Mohamed kann sich über Arbeit nicht beklagen, in Gelsenkirchen leben etwa 10.000 Flüchtlinge, davon allein 7000 aus Syrien. Ausgerechnet in der Stadt also, die mit einem durchschnittlichen Jahreseinkommen von knapp über 16.000 Euro die ärmste Stadt Deutschlands ist. "Viele Flüchtlinge sind hierher gezogen, weil sie in München oder Köln keine freien Wohnungen gefunden haben, es aber hier noch genug freien Wohnraum gibt."

Sprache Schlüssel zur Integration

Dies wiederum erschwere die Integration, kritisiert Mohamed. "Flüchtlinge in anderen Städten sind oftmals schneller integriert, weil sie gezwungen sind, Deutsch zu sprechen und mit den Einheimischen Kontakt aufzunehmen. Hier ist es für viele wie in ihrer Heimat, weil sie in den Geschäften Arabisch sprechen können. Und dann gibt es auf der anderen Seite viele Deutsche, die mit den Flüchtlingen nichts zu tun haben wollen."

"Platz für Toleranz" - Bank in der Caritas-Beratungsstelle in Gelsenkirchen
"Platz-für-Toleranz"-Bank in der Caritas-Beratungsstelle in GelsenkirchenBild: Oliver Pieper/DW

Marwan Mohamed und sein Team bei der Caritas lassen aber nicht locker. Als die Corona-Pandemie im vergangenen Jahr ausbricht und auch in Gelsenkirchen fieberhaft Masken gebraucht werden, produzieren die Flüchtlinge im Rekordtempo 7000 Stück. Die Männer besorgten den Stoff, die Frauen schnitten und nähten sie mittels einer Anleitung aus dem Internet, die Männer verteilten sie wiederum in den Altersheimen. Vor wenigen Monaten machte sich ein Trupp von syrischen Helfern auf Richtung Flutgebiete. In Teilen von Nordrhein-Westfalen und Rheinland-Pfalz hatte es die verheerendsten Überschwemmungen seit Jahrzehnten gegeben.

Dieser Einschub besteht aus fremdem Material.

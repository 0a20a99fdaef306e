//! BLE scanning functionality.
//!
//! Provides the scanner for discovering named peripherals nearby.

use futures::stream::{self, BoxStream, StreamExt};
use std::collections::HashSet;
use std::sync::atomic::{AtomicBool, Ordering};
use std::sync::Arc;
use std::time::Duration;
use tracing::{debug, info, trace, warn};

use crate::ble::connection::PeripheralHandle;
use crate::ble::transport::{Advertisement, BleTransport};
use crate::error::{Error, Result};
use crate::events::{EventBus, Status};

/// Clears the scanning flag when a sweep ends or its stream is dropped.
struct ScanGuard(Arc<AtomicBool>);

impl Drop for ScanGuard {
    fn drop(&mut self) {
        self.0.store(false, Ordering::SeqCst);
    }
}

/// State carried through one sweep.
struct Sweep {
    advertisements: BoxStream<'static, Advertisement>,
    reported: HashSet<String>,
    events: EventBus,
    _guard: ScanGuard,
}

/// Time-bounded discovery of named peripherals.
pub struct DeviceScanner {
    /// Transport performing the discovery.
    transport: Arc<dyn BleTransport>,
    /// Where discoveries and status lines are published.
    events: EventBus,
    /// Sweep length.
    timeout: Duration,
    /// Whether a sweep is running.
    is_scanning: Arc<AtomicBool>,
}

impl DeviceScanner {
    /// Create a scanner.
    pub fn new(transport: Arc<dyn BleTransport>, events: EventBus, timeout: Duration) -> Self {
        Self {
            transport,
            events,
            timeout,
            is_scanning: Arc::new(AtomicBool::new(false)),
        }
    }

    /// Check if a sweep is running.
    pub fn is_scanning(&self) -> bool {
        self.is_scanning.load(Ordering::SeqCst)
    }

    /// Sweep length.
    pub fn timeout(&self) -> Duration {
        self.timeout
    }

    /// Start a sweep and stream named devices as they are found.
    ///
    /// Unnamed advertisers are skipped and each address is reported once.
    /// When the sweep ends without a single device, a
    /// [`Status::NoDevicesFound`] line is published; that is not an error.
    ///
    /// # Errors
    ///
    /// [`Error::ScanInProgress`] if another sweep is still running,
    /// [`Error::ScanFailed`] if discovery cannot start.
    pub async fn scan(&self) -> Result<BoxStream<'static, PeripheralHandle>> {
        if self.is_scanning.swap(true, Ordering::SeqCst) {
            debug!("Already scanning, rejecting scan request");
            return Err(Error::ScanInProgress);
        }
        let guard = ScanGuard(self.is_scanning.clone());

        info!("Starting BLE scan for {:?}", self.timeout);
        self.events.status(Status::ScanStarted);

        let advertisements = match self.transport.discover(self.timeout).await {
            Ok(advertisements) => advertisements,
            Err(e) => {
                let reason = match e {
                    Error::ScanFailed { reason } => reason,
                    other => other.to_string(),
                };
                warn!("Scan failed: {}", reason);
                self.events.status(Status::ScanFailed {
                    reason: reason.clone(),
                });
                return Err(Error::ScanFailed { reason });
            }
        };

        let sweep = Sweep {
            advertisements,
            reported: HashSet::new(),
            events: self.events.clone(),
            _guard: guard,
        };

        Ok(stream::unfold(sweep, |mut sweep| async move {
            while let Some(advertisement) = sweep.advertisements.next().await {
                let Some(name) = advertisement.display_name() else {
                    trace!("Skipping unnamed device {}", advertisement.address);
                    continue;
                };

                if !sweep.reported.insert(advertisement.address.clone()) {
                    continue;
                }

                let device = PeripheralHandle::discovered(advertisement.address.clone(), name);
                debug!("Discovered device: {}", device);
                sweep.events.device_found(&device);

                return Some((device, sweep));
            }

            info!("Scan finished, {} devices found", sweep.reported.len());
            if sweep.reported.is_empty() {
                sweep.events.status(Status::NoDevicesFound);
            }

            None
        })
        .boxed())
    }

    /// Run a full sweep and collect every device found.
    pub async fn scan_all(&self) -> Result<Vec<PeripheralHandle>> {
        Ok(self.scan().await?.collect().await)
    }
}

"Wir schaffen das" könnte somit auch das Motto von Mohamed sein. Der berühmte Satz Merkels wird in Gelsenkirchen nach dem Abschied der Kanzlerin jedenfalls weiterleben, auch bei den Flüchtlingen selbst - bei der Familie der kleinen Angela genauso wie bei den anderen, da ist sich der Jurist sicher. "Mir ist hier noch niemand begegnet, der schlecht über Angela Merkel geredet hat, alle Flüchtlinge respektieren sie. Sie hat den Kindern wie Angie eine neue Heimat gegeben."